Plants take their cues on when to leaf, flower, and bear fruit from environmental conditions such as temperature. The departure from “normal” environmental conditions caused by global climate change can alter the timing of these important events. The study of the timing of these events is called 'phenology'.
The reaction of different species to a changing climate may be highly variable, with some plants and animals being more affected than others. A migratory species may be influenced by conditions in more than one country; warming temperatures in spring may cause it to return to its summer breeding areas where, due to the local impacts of climate change, the food it relies upon may not be available.
Occurrences like this are termed mismatched, when events that used to happen simultaneously are now out of synch. The simple food web shown below highlights some of the relationships between our Community Science study species that could be thrown out of synch by climate change.
Examples of mismatched phenology include lack of food for animals at crucial life stages such as breeding and waking after hibernation, or an absence of pollinators during the flowering period of plants.

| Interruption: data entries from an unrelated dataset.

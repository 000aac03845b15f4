use super::super::state::App;
use iced::widget::scrollable::RelativeOffset;

impl App {
    pub(super) fn handle_scrolled(
        &mut self,
        offset: RelativeOffset,
        viewport_height: f32,
        content_height: f32,
    ) {
        self.scroll.last_offset = sanitize_offset(offset);
        self.scroll.viewport_height = finite_or_zero(viewport_height);
        self.scroll.content_height = finite_or_zero(content_height);
    }

    /// Geometry changes persist through the debounced save on the next
    /// signal poll, not on every drag event.
    pub(super) fn handle_window_resized(&mut self, width: f32, height: f32) {
        if width.is_finite() && height.is_finite() && width > 0.0 && height > 0.0 {
            self.config.window_width = width;
            self.config.window_height = height;
            self.scroll.geometry_dirty = true;
        }
    }

    pub(super) fn handle_window_moved(&mut self, x: f32, y: f32) {
        if x.is_finite() && y.is_finite() {
            self.config.window_pos_x = Some(x);
            self.config.window_pos_y = Some(y);
            self.scroll.geometry_dirty = true;
        }
    }

    /// Estimate where to scroll so the word at `index` sits about a third of
    /// the way down the viewport. The estimate weights words by their text
    /// length, which tracks rendered height closely enough for auto-scroll.
    /// `None` when the content already fits on screen.
    pub(super) fn scroll_offset_for_word(&self, index: usize) -> Option<RelativeOffset> {
        let words = &self.document.words;
        if words.is_empty() || index >= words.len() {
            return None;
        }
        let viewport = self.scroll.viewport_height;
        let content = self.scroll.content_height;
        if content > 0.0 && content <= viewport {
            return None;
        }

        let total: usize = words.iter().map(|w| w.text.chars().count() + 1).sum();
        let before: usize = words[..index]
            .iter()
            .map(|w| w.text.chars().count() + 1)
            .sum();
        let word_fraction = before as f32 / total.max(1) as f32;

        let y = if content > viewport && viewport > 0.0 {
            ((word_fraction * content - viewport / 3.0) / (content - viewport)).clamp(0.0, 1.0)
        } else {
            word_fraction.clamp(0.0, 1.0)
        };
        Some(RelativeOffset { x: 0.0, y })
    }
}

fn sanitize_offset(offset: RelativeOffset) -> RelativeOffset {
    RelativeOffset {
        x: finite_or_zero(offset.x).clamp(0.0, 1.0),
        y: finite_or_zero(offset.y).clamp(0.0, 1.0),
    }
}

fn finite_or_zero(value: f32) -> f32 {
    if value.is_finite() { value.max(0.0) } else { 0.0 }
}

#[cfg(test)]
mod tests {
    use super::*;
    use crate::config::AppConfig;

    fn fixture() -> App {
        let (mut app, _) = App::bootstrap(AppConfig::default(), None);
        let paragraphs: Vec<String> = (0..40)
            .map(|i| format!("Paragraph number {i} with a handful of words."))
            .collect();
        app.apply_markdown("scan.png".into(), "scan.png".into(), &paragraphs.join("\n\n"));
        app
    }

    #[test]
    fn short_content_never_scrolls() {
        let (mut app, _) = App::bootstrap(AppConfig::default(), None);
        app.apply_markdown("scan.png".into(), "scan.png".into(), "Cats are great.");
        app.handle_scrolled(RelativeOffset::START, 800.0, 200.0);
        assert_eq!(app.scroll_offset_for_word(1), None);
    }

    #[test]
    fn offsets_grow_with_word_position() {
        let mut app = fixture();
        app.handle_scrolled(RelativeOffset::START, 400.0, 4000.0);
        let early = app.scroll_offset_for_word(0).unwrap();
        let mid = app.scroll_offset_for_word(app.document.words.len() / 2).unwrap();
        let late = app.scroll_offset_for_word(app.document.words.len() - 1).unwrap();
        assert!(early.y <= mid.y);
        assert!(mid.y < late.y);
        assert!((0.0..=1.0).contains(&late.y));
    }

    #[test]
    fn out_of_range_word_yields_no_offset() {
        let app = fixture();
        assert_eq!(app.scroll_offset_for_word(usize::MAX), None);
    }

    #[test]
    fn window_geometry_marks_config_dirty() {
        let (mut app, _) = App::bootstrap(AppConfig::default(), None);
        app.handle_window_resized(1024.0, 768.0);
        assert_eq!(app.config.window_width, 1024.0);
        assert!(app.scroll.geometry_dirty);

        app.scroll.geometry_dirty = false;
        app.handle_window_resized(f32::NAN, 500.0);
        assert!(!app.scroll.geometry_dirty);
    }
}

To help us understand the effect of changing climate on the growth and life history stages of plants in the Peak District and South Pennines, we need your help to map when and where key seasonal events occur - in four target plant species: Rowan, bilberry, heather and crowberry.
By doing this over many years, we will be able to monitor any annual changes in plant phenology, to see which plant species are especially susceptible to phenological changes, and see if habitat factors offset the effect of changing climate.